[Records from a collection]
==========
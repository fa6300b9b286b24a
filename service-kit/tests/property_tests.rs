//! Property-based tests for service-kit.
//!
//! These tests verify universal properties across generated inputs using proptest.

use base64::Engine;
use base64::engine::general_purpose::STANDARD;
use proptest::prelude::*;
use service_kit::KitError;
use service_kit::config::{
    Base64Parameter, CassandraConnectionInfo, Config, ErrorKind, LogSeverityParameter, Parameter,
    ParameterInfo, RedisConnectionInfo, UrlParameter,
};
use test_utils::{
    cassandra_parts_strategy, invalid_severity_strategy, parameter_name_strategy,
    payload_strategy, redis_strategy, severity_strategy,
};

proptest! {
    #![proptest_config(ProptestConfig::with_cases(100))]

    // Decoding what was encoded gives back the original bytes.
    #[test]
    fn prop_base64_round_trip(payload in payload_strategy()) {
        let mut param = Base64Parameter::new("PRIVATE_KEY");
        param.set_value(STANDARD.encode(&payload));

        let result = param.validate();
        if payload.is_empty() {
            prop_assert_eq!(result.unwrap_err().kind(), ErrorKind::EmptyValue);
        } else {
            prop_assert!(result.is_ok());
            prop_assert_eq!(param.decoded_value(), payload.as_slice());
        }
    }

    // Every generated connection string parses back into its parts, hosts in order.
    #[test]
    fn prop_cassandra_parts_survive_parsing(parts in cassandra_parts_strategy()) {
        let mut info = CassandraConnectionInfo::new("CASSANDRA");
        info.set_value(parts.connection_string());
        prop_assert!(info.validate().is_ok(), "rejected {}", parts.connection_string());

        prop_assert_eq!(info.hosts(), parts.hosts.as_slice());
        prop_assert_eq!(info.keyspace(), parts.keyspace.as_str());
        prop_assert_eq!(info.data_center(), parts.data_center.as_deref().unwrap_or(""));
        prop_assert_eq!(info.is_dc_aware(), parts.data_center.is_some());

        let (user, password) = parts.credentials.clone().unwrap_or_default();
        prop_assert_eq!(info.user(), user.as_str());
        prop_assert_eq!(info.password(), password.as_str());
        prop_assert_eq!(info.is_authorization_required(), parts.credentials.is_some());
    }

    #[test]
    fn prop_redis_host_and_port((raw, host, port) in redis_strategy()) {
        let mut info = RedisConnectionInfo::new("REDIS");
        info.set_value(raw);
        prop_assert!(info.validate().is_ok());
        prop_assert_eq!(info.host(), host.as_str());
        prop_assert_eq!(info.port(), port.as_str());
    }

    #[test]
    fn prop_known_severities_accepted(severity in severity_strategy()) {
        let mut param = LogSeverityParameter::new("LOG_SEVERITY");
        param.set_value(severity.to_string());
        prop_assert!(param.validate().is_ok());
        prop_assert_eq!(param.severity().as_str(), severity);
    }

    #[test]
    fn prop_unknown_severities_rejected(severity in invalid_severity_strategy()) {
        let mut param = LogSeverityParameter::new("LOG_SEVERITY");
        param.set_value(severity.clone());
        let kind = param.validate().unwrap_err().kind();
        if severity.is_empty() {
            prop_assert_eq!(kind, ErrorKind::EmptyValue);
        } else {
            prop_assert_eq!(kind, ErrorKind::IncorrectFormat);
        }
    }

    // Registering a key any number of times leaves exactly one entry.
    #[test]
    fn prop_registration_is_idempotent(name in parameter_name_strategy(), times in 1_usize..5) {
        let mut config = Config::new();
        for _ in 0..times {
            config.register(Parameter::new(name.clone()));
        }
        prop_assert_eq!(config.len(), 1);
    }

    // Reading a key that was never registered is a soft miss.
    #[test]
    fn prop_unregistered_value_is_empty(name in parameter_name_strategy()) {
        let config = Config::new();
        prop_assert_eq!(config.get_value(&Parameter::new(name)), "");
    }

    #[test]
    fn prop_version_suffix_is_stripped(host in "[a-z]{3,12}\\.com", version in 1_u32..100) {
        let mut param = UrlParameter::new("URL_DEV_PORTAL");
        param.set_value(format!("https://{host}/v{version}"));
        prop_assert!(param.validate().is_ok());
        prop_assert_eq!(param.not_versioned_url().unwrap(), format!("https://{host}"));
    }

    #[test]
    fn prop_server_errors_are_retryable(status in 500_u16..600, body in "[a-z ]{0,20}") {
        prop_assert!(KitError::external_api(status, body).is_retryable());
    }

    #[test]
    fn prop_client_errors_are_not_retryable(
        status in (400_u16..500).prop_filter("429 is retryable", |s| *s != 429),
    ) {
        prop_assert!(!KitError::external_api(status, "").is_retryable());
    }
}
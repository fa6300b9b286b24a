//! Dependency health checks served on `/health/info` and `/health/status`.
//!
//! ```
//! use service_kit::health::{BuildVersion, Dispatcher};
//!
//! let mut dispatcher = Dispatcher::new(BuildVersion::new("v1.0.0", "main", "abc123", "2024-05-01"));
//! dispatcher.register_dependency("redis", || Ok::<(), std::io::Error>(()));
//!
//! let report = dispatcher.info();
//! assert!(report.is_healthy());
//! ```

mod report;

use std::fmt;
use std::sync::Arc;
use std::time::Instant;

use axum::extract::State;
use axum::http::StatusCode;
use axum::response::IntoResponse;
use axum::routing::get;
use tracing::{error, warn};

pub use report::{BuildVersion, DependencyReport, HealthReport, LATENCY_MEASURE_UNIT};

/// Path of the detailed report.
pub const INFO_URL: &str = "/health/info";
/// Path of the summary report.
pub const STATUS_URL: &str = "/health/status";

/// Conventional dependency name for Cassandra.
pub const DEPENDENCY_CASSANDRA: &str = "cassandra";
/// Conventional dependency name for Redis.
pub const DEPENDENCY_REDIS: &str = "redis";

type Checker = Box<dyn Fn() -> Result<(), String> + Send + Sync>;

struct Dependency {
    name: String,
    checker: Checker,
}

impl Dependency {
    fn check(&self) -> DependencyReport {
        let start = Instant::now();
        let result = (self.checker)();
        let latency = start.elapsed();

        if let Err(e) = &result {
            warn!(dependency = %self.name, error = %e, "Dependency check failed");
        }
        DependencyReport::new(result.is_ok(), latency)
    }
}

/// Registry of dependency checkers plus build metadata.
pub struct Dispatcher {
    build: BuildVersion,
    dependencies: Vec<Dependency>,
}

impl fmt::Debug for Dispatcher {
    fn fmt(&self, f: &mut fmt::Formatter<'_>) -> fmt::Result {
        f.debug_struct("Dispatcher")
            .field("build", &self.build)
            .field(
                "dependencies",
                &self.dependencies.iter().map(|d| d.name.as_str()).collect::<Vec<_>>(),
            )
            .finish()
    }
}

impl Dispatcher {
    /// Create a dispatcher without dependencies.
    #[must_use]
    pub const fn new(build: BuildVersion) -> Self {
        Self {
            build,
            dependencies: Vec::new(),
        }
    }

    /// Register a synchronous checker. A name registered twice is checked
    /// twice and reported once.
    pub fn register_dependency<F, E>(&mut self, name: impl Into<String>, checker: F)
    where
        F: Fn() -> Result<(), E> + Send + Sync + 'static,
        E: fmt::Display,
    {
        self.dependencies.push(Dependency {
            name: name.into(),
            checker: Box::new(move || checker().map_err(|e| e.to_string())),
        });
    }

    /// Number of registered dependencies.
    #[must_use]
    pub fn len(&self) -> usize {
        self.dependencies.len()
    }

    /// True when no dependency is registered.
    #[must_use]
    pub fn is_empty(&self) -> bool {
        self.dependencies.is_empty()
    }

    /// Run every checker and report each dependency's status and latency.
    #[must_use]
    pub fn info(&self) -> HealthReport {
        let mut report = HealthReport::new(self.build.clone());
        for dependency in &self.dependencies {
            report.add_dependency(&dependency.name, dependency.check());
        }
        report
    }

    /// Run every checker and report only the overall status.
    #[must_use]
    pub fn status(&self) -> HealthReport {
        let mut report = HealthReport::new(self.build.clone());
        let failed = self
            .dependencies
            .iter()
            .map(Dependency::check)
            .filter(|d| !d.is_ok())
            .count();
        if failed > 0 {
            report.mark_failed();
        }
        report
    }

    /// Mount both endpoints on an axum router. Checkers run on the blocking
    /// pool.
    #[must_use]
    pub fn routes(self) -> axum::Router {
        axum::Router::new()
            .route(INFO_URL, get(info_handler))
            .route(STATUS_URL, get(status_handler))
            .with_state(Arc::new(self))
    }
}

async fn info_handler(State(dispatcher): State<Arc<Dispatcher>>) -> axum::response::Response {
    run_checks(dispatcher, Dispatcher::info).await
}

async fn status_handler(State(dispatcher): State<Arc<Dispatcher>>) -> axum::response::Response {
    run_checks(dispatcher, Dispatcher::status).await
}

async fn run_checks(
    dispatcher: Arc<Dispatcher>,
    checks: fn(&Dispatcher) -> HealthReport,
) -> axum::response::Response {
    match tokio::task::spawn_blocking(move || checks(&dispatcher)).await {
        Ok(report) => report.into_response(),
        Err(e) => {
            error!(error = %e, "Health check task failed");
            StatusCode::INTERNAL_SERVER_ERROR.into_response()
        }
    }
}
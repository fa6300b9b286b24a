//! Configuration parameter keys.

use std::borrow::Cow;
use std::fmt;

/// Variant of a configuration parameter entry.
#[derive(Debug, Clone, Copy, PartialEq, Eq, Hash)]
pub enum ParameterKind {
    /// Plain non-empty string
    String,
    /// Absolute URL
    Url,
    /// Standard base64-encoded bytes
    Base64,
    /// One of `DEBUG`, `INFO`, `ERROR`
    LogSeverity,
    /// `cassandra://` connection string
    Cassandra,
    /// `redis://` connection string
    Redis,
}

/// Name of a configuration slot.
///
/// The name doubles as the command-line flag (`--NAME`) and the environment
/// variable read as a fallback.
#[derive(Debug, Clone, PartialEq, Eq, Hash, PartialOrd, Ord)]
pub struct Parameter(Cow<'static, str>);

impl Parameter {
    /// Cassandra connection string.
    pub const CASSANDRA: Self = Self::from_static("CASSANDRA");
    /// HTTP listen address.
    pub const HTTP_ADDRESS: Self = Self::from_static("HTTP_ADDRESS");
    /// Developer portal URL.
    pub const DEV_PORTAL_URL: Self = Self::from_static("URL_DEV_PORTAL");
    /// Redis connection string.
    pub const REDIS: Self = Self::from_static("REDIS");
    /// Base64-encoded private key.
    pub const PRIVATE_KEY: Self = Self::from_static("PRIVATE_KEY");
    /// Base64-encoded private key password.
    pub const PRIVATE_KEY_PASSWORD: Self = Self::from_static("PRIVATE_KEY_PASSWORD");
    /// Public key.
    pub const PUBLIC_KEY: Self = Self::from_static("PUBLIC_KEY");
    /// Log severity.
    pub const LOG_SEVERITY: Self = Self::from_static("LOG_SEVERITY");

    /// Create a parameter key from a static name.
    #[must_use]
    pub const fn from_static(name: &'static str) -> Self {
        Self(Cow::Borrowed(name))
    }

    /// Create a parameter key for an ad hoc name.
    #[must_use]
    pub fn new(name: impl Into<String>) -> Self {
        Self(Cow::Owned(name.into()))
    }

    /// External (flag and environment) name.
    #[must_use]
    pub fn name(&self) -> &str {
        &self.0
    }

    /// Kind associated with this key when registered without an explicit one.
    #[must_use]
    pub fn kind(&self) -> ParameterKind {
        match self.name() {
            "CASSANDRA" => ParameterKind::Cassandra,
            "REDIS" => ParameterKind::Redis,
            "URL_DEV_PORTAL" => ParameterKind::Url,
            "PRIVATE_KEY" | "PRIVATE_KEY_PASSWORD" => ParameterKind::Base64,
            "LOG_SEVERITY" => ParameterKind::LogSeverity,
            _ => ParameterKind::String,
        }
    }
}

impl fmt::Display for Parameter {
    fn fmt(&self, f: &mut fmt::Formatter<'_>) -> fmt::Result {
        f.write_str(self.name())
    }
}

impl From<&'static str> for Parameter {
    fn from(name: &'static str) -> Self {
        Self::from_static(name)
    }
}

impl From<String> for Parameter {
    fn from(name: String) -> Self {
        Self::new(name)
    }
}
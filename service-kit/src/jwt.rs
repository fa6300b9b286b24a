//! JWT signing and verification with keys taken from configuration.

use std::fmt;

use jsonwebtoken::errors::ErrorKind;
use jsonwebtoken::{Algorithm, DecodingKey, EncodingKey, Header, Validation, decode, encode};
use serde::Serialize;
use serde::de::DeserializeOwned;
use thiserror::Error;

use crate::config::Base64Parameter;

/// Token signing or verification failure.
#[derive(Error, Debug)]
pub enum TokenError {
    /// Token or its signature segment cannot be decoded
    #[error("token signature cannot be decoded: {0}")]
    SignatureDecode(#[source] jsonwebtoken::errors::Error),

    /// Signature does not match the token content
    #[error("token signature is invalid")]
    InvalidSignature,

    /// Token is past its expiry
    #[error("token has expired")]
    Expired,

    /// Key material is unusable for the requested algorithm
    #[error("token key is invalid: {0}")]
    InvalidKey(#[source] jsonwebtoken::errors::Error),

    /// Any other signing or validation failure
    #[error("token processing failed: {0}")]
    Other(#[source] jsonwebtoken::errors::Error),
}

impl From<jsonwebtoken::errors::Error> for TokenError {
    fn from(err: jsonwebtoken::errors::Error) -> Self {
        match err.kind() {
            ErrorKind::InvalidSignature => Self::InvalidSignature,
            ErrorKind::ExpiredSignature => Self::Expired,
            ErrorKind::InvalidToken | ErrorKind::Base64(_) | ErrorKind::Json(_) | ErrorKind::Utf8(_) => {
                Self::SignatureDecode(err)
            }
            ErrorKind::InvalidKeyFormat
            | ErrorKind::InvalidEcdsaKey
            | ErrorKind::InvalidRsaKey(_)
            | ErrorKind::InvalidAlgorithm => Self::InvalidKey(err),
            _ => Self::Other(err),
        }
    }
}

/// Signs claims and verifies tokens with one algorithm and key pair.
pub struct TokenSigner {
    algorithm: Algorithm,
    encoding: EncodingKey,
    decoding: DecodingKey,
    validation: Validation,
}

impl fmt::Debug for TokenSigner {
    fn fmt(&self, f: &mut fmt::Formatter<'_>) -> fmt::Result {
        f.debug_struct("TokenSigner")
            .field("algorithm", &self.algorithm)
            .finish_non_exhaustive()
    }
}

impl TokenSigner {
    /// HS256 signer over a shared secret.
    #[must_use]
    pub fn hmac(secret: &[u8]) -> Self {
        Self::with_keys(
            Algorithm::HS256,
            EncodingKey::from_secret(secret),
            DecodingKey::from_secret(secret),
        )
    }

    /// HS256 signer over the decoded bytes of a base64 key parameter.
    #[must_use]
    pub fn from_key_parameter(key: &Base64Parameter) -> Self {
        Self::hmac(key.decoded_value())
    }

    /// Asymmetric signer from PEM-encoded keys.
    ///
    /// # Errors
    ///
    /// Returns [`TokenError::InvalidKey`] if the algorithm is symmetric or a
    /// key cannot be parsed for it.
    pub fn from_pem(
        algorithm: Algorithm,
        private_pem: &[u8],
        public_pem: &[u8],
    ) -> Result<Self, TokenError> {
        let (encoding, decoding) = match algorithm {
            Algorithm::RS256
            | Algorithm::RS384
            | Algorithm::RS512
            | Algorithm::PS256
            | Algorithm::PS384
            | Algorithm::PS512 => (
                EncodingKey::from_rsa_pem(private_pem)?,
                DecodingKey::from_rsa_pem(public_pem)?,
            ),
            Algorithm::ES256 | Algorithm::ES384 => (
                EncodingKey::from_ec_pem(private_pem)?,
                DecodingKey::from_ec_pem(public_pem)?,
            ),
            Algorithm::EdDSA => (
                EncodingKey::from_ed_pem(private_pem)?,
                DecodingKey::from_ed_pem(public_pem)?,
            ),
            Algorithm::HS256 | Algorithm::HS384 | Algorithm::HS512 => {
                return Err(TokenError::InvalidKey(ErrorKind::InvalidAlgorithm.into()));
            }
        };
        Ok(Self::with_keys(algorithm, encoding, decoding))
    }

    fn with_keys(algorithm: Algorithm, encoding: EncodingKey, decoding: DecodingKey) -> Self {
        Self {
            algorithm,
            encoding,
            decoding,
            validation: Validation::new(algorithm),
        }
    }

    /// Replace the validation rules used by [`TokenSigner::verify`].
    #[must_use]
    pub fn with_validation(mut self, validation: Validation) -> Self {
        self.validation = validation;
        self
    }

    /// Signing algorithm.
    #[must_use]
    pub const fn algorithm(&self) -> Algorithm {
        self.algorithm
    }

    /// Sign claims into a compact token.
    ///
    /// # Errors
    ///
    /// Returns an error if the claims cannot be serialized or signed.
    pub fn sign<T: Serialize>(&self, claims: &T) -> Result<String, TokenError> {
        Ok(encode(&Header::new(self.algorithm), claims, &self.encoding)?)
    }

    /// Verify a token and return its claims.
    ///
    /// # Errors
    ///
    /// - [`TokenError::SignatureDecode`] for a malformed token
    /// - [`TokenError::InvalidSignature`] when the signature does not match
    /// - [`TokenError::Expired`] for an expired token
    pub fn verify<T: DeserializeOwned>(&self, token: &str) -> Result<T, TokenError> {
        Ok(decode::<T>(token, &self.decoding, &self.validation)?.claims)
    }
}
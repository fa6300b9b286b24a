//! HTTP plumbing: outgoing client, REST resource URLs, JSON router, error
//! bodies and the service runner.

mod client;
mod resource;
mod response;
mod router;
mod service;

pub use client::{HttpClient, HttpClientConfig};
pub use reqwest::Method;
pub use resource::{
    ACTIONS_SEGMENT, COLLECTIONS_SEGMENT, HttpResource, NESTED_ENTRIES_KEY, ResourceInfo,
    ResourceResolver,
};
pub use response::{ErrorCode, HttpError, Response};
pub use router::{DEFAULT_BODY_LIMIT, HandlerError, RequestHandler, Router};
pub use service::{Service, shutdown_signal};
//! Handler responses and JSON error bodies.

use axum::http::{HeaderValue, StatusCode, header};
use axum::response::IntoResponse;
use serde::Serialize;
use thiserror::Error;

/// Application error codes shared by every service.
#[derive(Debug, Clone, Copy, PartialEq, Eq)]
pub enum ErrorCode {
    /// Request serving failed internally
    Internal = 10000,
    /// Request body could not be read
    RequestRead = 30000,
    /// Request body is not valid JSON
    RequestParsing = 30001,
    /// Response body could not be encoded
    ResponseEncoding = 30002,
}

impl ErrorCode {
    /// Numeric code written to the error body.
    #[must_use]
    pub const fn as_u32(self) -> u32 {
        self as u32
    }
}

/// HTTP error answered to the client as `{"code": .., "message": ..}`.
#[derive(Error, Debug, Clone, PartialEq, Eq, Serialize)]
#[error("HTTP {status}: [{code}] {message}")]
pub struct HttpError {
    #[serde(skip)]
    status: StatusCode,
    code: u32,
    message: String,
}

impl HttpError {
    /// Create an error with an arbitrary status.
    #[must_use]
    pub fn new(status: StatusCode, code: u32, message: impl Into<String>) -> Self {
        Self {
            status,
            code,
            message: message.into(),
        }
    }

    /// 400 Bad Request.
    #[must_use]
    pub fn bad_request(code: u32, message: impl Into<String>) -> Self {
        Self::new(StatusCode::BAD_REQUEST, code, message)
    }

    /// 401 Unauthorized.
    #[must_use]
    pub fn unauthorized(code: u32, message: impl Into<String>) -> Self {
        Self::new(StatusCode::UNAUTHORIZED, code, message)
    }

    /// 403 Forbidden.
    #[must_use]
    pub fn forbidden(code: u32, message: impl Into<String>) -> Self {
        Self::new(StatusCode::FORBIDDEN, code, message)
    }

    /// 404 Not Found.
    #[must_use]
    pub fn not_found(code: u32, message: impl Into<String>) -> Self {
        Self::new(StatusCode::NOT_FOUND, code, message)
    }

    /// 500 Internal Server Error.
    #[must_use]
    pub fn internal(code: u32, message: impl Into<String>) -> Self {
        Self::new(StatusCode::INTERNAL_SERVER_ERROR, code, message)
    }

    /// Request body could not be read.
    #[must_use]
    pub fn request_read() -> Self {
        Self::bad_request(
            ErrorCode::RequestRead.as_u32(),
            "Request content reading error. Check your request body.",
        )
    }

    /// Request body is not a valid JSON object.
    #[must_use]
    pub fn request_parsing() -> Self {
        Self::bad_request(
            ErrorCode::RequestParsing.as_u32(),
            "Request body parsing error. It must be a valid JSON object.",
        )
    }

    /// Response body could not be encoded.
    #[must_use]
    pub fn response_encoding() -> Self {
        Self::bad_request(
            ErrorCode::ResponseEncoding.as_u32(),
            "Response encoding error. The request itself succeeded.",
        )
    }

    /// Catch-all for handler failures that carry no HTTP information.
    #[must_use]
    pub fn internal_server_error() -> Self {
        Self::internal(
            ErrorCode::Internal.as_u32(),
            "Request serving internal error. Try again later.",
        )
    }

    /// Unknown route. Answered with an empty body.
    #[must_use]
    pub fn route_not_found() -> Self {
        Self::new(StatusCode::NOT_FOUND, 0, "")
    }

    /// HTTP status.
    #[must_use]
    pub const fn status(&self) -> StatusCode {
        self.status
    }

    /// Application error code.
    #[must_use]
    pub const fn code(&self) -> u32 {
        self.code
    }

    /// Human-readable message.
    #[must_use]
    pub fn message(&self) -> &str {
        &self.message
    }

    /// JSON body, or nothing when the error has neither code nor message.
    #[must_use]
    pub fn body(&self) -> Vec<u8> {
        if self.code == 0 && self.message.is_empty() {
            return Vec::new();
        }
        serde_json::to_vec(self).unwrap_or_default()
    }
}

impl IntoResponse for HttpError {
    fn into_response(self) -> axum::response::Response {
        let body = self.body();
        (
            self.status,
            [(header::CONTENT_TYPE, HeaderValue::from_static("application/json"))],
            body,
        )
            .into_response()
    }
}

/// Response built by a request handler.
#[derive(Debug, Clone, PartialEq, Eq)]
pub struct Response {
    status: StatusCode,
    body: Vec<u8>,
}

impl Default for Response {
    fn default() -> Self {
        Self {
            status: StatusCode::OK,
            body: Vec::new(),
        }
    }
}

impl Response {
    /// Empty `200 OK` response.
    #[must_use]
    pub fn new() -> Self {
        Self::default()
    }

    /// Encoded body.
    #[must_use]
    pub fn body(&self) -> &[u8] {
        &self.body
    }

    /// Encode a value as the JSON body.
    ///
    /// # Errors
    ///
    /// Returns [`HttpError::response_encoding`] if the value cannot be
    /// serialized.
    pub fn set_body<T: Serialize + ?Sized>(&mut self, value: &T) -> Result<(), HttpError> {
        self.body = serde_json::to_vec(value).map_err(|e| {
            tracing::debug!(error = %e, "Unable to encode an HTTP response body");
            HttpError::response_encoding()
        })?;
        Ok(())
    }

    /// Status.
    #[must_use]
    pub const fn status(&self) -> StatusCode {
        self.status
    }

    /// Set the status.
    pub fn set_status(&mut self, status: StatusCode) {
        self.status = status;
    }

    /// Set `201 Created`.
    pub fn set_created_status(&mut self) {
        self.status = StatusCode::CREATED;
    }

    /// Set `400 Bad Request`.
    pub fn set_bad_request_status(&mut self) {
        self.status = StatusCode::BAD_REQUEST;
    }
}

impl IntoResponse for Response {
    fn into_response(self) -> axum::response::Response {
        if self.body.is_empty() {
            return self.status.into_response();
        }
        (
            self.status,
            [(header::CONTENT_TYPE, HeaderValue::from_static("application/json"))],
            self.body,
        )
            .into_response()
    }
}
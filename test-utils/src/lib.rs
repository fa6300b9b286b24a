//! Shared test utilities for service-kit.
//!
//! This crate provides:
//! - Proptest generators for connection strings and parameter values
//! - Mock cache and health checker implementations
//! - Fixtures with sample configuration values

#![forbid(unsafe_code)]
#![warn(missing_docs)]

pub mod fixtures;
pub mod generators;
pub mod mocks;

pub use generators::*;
==========
Exercise aim. Check every line of the data, and copy the ones that contain "times".

Reply to the task.
    // Registering a key any number of times leaves exactly one entry.
    fn prop_registration_is_idempotent(name in parameter_name_strategy(), times in 1_usize..5) {
        for _ in 0..times {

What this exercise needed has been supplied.